听听这口气,显得自己多深明大义似的。
傅平章气得嘴都歪了,懒得和她多说,“钱,我只要钱,没有钱立即给我滚。”
来京前,他把晋城的田产铺子全卖了,想着在京里重新置办些产业,还没找着门道他身体就不好了,拖到现在也没个法子,除了傅佑远那点微薄的俸禄,府里半点进项都没有,安宁在这时要钱,分明存心跟他过不去。
傅平章穿了身墨绿色金丝线描边的长袍,模样不好,胜在衣衫出众,哪怕谈吐粗鄙,举止间已隐隐大户人家老爷的做派。
安宁让绿蚁推她过去,声音不疾不徐,“账房先生说是父亲宅心仁厚,体恤女儿没见过世面,缺什么尽管支银子买,说是您的意思......”
“我什么时候说过.......”
傅平章矢口想否认,突然想起件事来,郑氏问他要银子给安宁她们买些首饰,逢账房先生找他,他为了博个慷慨慈善的名声就说了几句,郑氏就在边上,他想郑氏跟着他多年,清楚他的性子不敢多支钱,万万没想到会让安宁钻了空子。
他不想承认自己搬起石头砸了自己的脚,大声呵斥安宁,“你有理了是不是,我怕你出门缺金少银丢脸想给你置办些首饰,你就该肆意挥霍吗?”
他目光黑沉沉的剐着安宁,恨不得剐她块肉下来,两千两银子,替傅佑远打点的银子都够了,却让安宁这个败家子给花了,他双手紧握成拳,太过恼怒,身子微微颤抖着。
安宁淡定自若,将钱的去处一一道来。
钱她没用完,可到她手里便不会还回去,先是去闹市花了些钱,买的东西送给薛名扬当谢礼了,剩下的全添了香油钱。
外边风大,绿蚁怕安宁着凉,推着轮椅径直进了院子,傅平章转头跟着进去,见院里花花草草有人精心打理,心气愈发不顺,他记得前不久看上株松柏盆景,要价八十两,他有些意动,最后苦于找不着打理而作罢,不曾想着,静园就有这样的人。
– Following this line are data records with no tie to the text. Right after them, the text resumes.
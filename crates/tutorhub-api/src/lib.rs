pub mod auth;
pub mod error;
pub mod extract;
pub mod handlers;
pub mod mailer;
pub mod routes;
pub mod server;
pub mod state;

pub use auth::{AuthUser, Claims, LoginThrottle, TokenPair, TokenService, TokenType};
pub use error::*;
pub use mailer::{LogMailer, MailMessage, Mailer, OutboxMailer};
pub use routes::*;
pub use server::*;
pub use state::*;
use axum::{
    http::StatusCode,
    response::{IntoResponse, Response},
    Json,
};
use serde_json::json;
use thiserror::Error;
use tracing::error;
use tutorhub_core::TutorHubError;

#[derive(Error, Debug)]
pub enum ApiError {
    #[error("{0}")]
    TutorHub(#[from] TutorHubError),

    #[error("{0}")]
    Validation(String),

    #[error("Not found: {0}")]
    NotFound(String),

    #[error("{0}")]
    Unauthorized(String),

    #[error("{0}")]
    Forbidden(String),

    #[error("Too many requests, try again later")]
    RateLimited,

    #[error("Internal server error: {0}")]
    Internal(String),
}

impl ApiError {
    pub fn status(&self) -> StatusCode {
        match self {
            ApiError::TutorHub(err) => match err {
                TutorHubError::NotFound { .. } => StatusCode::NOT_FOUND,
                TutorHubError::Conflict(_) => StatusCode::CONFLICT,
                TutorHubError::Validation(_) | TutorHubError::InvalidOperation(_) => {
                    StatusCode::BAD_REQUEST
                }
                TutorHubError::Authentication(_) => StatusCode::UNAUTHORIZED,
                TutorHubError::Io(_)
                | TutorHubError::Serialization(_)
                | TutorHubError::Database(_) => StatusCode::INTERNAL_SERVER_ERROR,
            },
            ApiError::Validation(_) => StatusCode::BAD_REQUEST,
            ApiError::NotFound(_) => StatusCode::NOT_FOUND,
            ApiError::Unauthorized(_) => StatusCode::UNAUTHORIZED,
            ApiError::Forbidden(_) => StatusCode::FORBIDDEN,
            ApiError::RateLimited => StatusCode::TOO_MANY_REQUESTS,
            ApiError::Internal(_) => StatusCode::INTERNAL_SERVER_ERROR,
        }
    }
}

impl IntoResponse for ApiError {
    fn into_response(self) -> Response {
        let status = self.status();
        // Storage and IO details stay in the log.
        let message = if status.is_server_error() {
            error!(error = %self, "request failed");
            "Internal server error".to_string()
        } else {
            self.to_string()
        };

        let body = Json(json!({
            "error": message,
            "status": status.as_u16()
        }));

        (status, body).into_response()
    }
}

pub type ApiResult<T> = Result<T, ApiError>;
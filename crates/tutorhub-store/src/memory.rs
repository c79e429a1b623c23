use parking_lot::RwLock;
use std::collections::{BTreeMap, HashMap};

use tutorhub_core::Result;

use crate::backend::{BatchOp, KvBackend, Table, WriteBatch};

#[derive(Default)]
struct Tables {
    rows: HashMap<Table, BTreeMap<i64, Vec<u8>>>,
    counters: HashMap<Table, i64>,
}

/// Process-local backend. Contents are lost on restart.
#[derive(Default)]
pub struct MemoryBackend {
    inner: RwLock<Tables>,
}

impl MemoryBackend {
    pub fn new() -> Self {
        Self::default()
    }
}

impl KvBackend for MemoryBackend {
    fn get(&self, table: Table, id: i64) -> Result<Option<Vec<u8>>> {
        Ok(self
            .inner
            .read()
            .rows
            .get(&table)
            .and_then(|rows| rows.get(&id))
            .cloned())
    }

    fn put(&self, table: Table, id: i64, value: Vec<u8>) -> Result<()> {
        self.inner
            .write()
            .rows
            .entry(table)
            .or_default()
            .insert(id, value);
        Ok(())
    }

    fn delete(&self, table: Table, id: i64) -> Result<bool> {
        Ok(self
            .inner
            .write()
            .rows
            .get_mut(&table)
            .map(|rows| rows.remove(&id).is_some())
            .unwrap_or(false))
    }

    fn scan(&self, table: Table) -> Result<Vec<Vec<u8>>> {
        Ok(self
            .inner
            .read()
            .rows
            .get(&table)
            .map(|rows| rows.values().cloned().collect())
            .unwrap_or_default())
    }

    fn next_id(&self, table: Table) -> Result<i64> {
        let mut inner = self.inner.write();
        let counter = inner.counters.entry(table).or_insert(0);
        *counter += 1;
        Ok(*counter)
    }

    fn write_batch(&self, batch: WriteBatch) -> Result<()> {
        let mut inner = self.inner.write();
        for op in batch.into_ops() {
            match op {
                BatchOp::Put { table, id, value } => {
                    inner.rows.entry(table).or_default().insert(id, value);
                }
                BatchOp::Delete { table, id } => {
                    if let Some(rows) = inner.rows.get_mut(&table) {
                        rows.remove(&id);
                    }
                }
            }
        }
        Ok(())
    }

    fn backend_name(&self) -> &'static str {
        "memory"
    }
}

#[cfg(test)]
mod tests {
    use super::*;

    #[test]
    fn ids_are_never_reused() {
        let backend = MemoryBackend::new();
        let a = backend.next_id(Table::Users).unwrap();
        backend.put(Table::Users, a, b"a".to_vec()).unwrap();
        assert!(backend.delete(Table::Users, a).unwrap());
        let b = backend.next_id(Table::Users).unwrap();
        assert_eq!((a, b), (1, 2));
        assert_eq!(backend.next_id(Table::Votes).unwrap(), 1);
    }

    #[test]
    fn scan_is_ordered_by_id() {
        let backend = MemoryBackend::new();
        backend.put(Table::Questions, 3, b"c".to_vec()).unwrap();
        backend.put(Table::Questions, 1, b"a".to_vec()).unwrap();
        backend.put(Table::Questions, 2, b"b".to_vec()).unwrap();
        assert_eq!(
            backend.scan(Table::Questions).unwrap(),
            vec![b"a".to_vec(), b"b".to_vec(), b"c".to_vec()]
        );
        assert!(backend.scan(Table::Answers).unwrap().is_empty());
        assert!(!backend.delete(Table::Answers, 9).unwrap());
    }

    #[test]
    fn batch_applies_in_order_across_tables() {
        let backend = MemoryBackend::new();
        backend.put(Table::Students, 1, b"s".to_vec()).unwrap();

        let mut batch = WriteBatch::new();
        batch.put(Table::Tutors, 1, b"t".to_vec());
        batch.delete(Table::Students, 1);
        batch.put(Table::Users, 4, b"old".to_vec());
        batch.put(Table::Users, 4, b"new".to_vec());
        batch.delete(Table::Votes, 99);
        assert_eq!(batch.len(), 5);
        backend.write_batch(batch).unwrap();

        assert_eq!(backend.get(Table::Tutors, 1).unwrap(), Some(b"t".to_vec()));
        assert!(backend.get(Table::Students, 1).unwrap().is_none());
        assert_eq!(backend.get(Table::Users, 4).unwrap(), Some(b"new".to_vec()));
    }
}
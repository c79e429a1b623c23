use parking_lot::{Mutex, MutexGuard};
use serde::{de::DeserializeOwned, Serialize};
use std::sync::Arc;
use tracing::{debug, info};
use tutorhub_core::{
    Answer, Comment, DatabaseBackend, DatabaseConfig, PasswordReset, Question, Result, Student,
    Tutor, TutorHubError, User, Vote,
};

use crate::backend::{KvBackend, Table, WriteBatch};
use crate::memory::MemoryBackend;

/// A model persisted in one [`Table`].
pub trait Record: Serialize + DeserializeOwned + Clone {
    const TABLE: Table;
    const ENTITY: &'static str;

    fn id(&self) -> i64;
    fn set_id(&mut self, id: i64);
}

macro_rules! impl_record {
    ($ty:ty, $table:expr, $entity:literal) => {
        impl Record for $ty {
            const TABLE: Table = $table;
            const ENTITY: &'static str = $entity;

            fn id(&self) -> i64 {
                self.id
            }

            fn set_id(&mut self, id: i64) {
                self.id = id;
            }
        }
    };
}

impl_record!(User, Table::Users, "User");
impl_record!(Student, Table::Students, "Student");
impl_record!(Tutor, Table::Tutors, "Tutor");
impl_record!(PasswordReset, Table::PasswordResets, "Password reset");
impl_record!(Question, Table::Questions, "Question");
impl_record!(Answer, Table::Answers, "Answer");
impl_record!(Comment, Table::Comments, "Comment");
impl_record!(Vote, Table::Votes, "Vote");

/// Typed repository over a [`KvBackend`].
///
/// Records are stored as JSON. Every mutation that reads before it writes
/// holds `write_lock` for its whole sequence, so uniqueness checks, rating
/// updates and cascades never interleave. Mutations touching more than one
/// record are staged into a [`WriteBatch`] and committed in one backend call.
pub struct Database {
    backend: Arc<dyn KvBackend>,
    write_lock: Mutex<()>,
}

impl Database {
    pub fn new(backend: Arc<dyn KvBackend>) -> Self {
        Self {
            backend,
            write_lock: Mutex::new(()),
        }
    }

    pub fn in_memory() -> Self {
        Self::new(Arc::new(MemoryBackend::new()))
    }

    pub fn from_config(config: &DatabaseConfig) -> Result<Self> {
        let db = match config.backend {
            DatabaseBackend::Memory => Self::in_memory(),
            #[cfg(feature = "rocksdb")]
            DatabaseBackend::RocksDb => Self::new(Arc::new(crate::rocks::RocksDbBackend::open(
                &config.rocksdb.path,
            )?)),
            #[cfg(not(feature = "rocksdb"))]
            DatabaseBackend::RocksDb => {
                return Err(TutorHubError::InvalidOperation(
                    "RocksDB backend requested but tutorhub-store was built without the `rocksdb` feature"
                        .into(),
                ))
            }
        };
        info!("Using {} storage backend", db.backend_name());
        Ok(db)
    }

    pub fn backend_name(&self) -> &'static str {
        self.backend.backend_name()
    }

    pub(crate) fn lock(&self) -> MutexGuard<'_, ()> {
        self.write_lock.lock()
    }

    pub(crate) fn load<T: Record>(&self, id: i64) -> Result<Option<T>> {
        self.backend
            .get(T::TABLE, id)?
            .map(|bytes| serde_json::from_slice(&bytes).map_err(TutorHubError::from))
            .transpose()
    }

    pub(crate) fn require<T: Record>(&self, id: i64) -> Result<T> {
        self.load(id)?
            .ok_or_else(|| TutorHubError::not_found(T::ENTITY, id))
    }

    pub(crate) fn save<T: Record>(&self, record: &T) -> Result<()> {
        let bytes = serde_json::to_vec(record)?;
        self.backend.put(T::TABLE, record.id(), bytes)
    }

    /// Assigns a fresh id and stores the record.
    pub(crate) fn insert<T: Record>(&self, mut record: T) -> Result<T> {
        let id = self.backend.next_id(T::TABLE)?;
        record.set_id(id);
        self.save(&record)?;
        debug!(table = T::TABLE.name(), id, "inserted record");
        Ok(record)
    }

    pub(crate) fn all<T: Record>(&self) -> Result<Vec<T>> {
        self.backend
            .scan(T::TABLE)?
            .iter()
            .map(|bytes| serde_json::from_slice(bytes).map_err(TutorHubError::from))
            .collect()
    }

    pub(crate) fn all_where<T: Record>(&self, pred: impl Fn(&T) -> bool) -> Result<Vec<T>> {
        Ok(self.all::<T>()?.into_iter().filter(|r| pred(r)).collect())
    }

    pub(crate) fn first_where<T: Record>(&self, pred: impl Fn(&T) -> bool) -> Result<Option<T>> {
        Ok(self.all::<T>()?.into_iter().find(|r| pred(r)))
    }

    pub(crate) fn remove<T: Record>(&self, id: i64) -> Result<bool> {
        let removed = self.backend.delete(T::TABLE, id)?;
        if removed {
            debug!(table = T::TABLE.name(), id, "deleted record");
        }
        Ok(removed)
    }

    /// Stages a put of `record` under its current id.
    pub(crate) fn stage_save<T: Record>(&self, batch: &mut WriteBatch, record: &T) -> Result<()> {
        batch.put(T::TABLE, record.id(), serde_json::to_vec(record)?);
        Ok(())
    }

    /// Allocates an id for `record` and stages its put.
    pub(crate) fn stage_insert<T: Record>(
        &self,
        batch: &mut WriteBatch,
        mut record: T,
    ) -> Result<T> {
        record.set_id(self.backend.next_id(T::TABLE)?);
        self.stage_save(batch, &record)?;
        Ok(record)
    }

    pub(crate) fn stage_remove<T: Record>(&self, batch: &mut WriteBatch, id: i64) {
        batch.delete(T::TABLE, id);
    }

    pub(crate) fn commit(&self, batch: WriteBatch) -> Result<()> {
        if batch.is_empty() {
            return Ok(());
        }
        let ops = batch.len();
        self.backend.write_batch(batch)?;
        debug!(ops, "committed write batch");
        Ok(())
    }

    pub fn count<T: Record>(&self) -> Result<usize> {
        Ok(self.backend.scan(T::TABLE)?.len())
    }
}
他哼了哼,站在原地不肯走,“你日子舒坦,添个香油钱比寻常人家挣半辈子都多,别以为我好糊弄,账目呢,我要看账目。”
“父亲执意不信的话,待会我让绿蚁去侯府找薛世子将东西要回来,至于香油钱,父亲可以派人去慈安寺找,到时便知我有没有骗你了。”
安宁在前,她的声音细细柔柔,傅平章听不清,郑氏急忙帮着解释。
傅平章睨着她,看她额头还滴着血,到底没说什么。
送出去的礼断没要回来的道理,买东西的开销就算了,慈安寺那边他自会派人去查,至于安宁,总有收拾她的时候,眼下傅佑远根基不稳,再过些时日,待傅佑远在京城站稳脚跟,他绝对将她扫地出门。
回到东山院,他浑身又开始发烫,郑氏忙唤管家去请大夫,傅平章心里憋着肚子气,哪儿顾得上身体,叫小厮立即去慈安寺查看安宁添了多少香油钱,少了半文他饶不了她。
郑氏坐在边上手足无措,“老爷,安宁最是老实,哪儿敢骗你,这会天色已晚,不如明日再说吧。”
话没说完,就见傅平章目光如炬地瞪着自己,她打了个哆嗦,期期艾艾道,“都怨我,我该和安宁说清楚府里的处境的,朝堂险恶,佑远举步维艰,每文钱都该用到刀刃上才是,平白无故花了这么多......”
傅平章没心思听她碎碎念,不耐烦地摆手,“先下去把额头的伤处理了,顺便派人问问安宁的亲事怎么样了,这延安侯夫人办事咋磨磨叽叽的,多久了连句准话都没有。”
安宁真能攀上威远侯府的话,两千两也值了。
郑氏心虚地别开视线,声音低低道,“改明日我差人去问问,这么些天没消息,估计没戏,像威远侯府那样的人家,哪儿是咱攀得上的。”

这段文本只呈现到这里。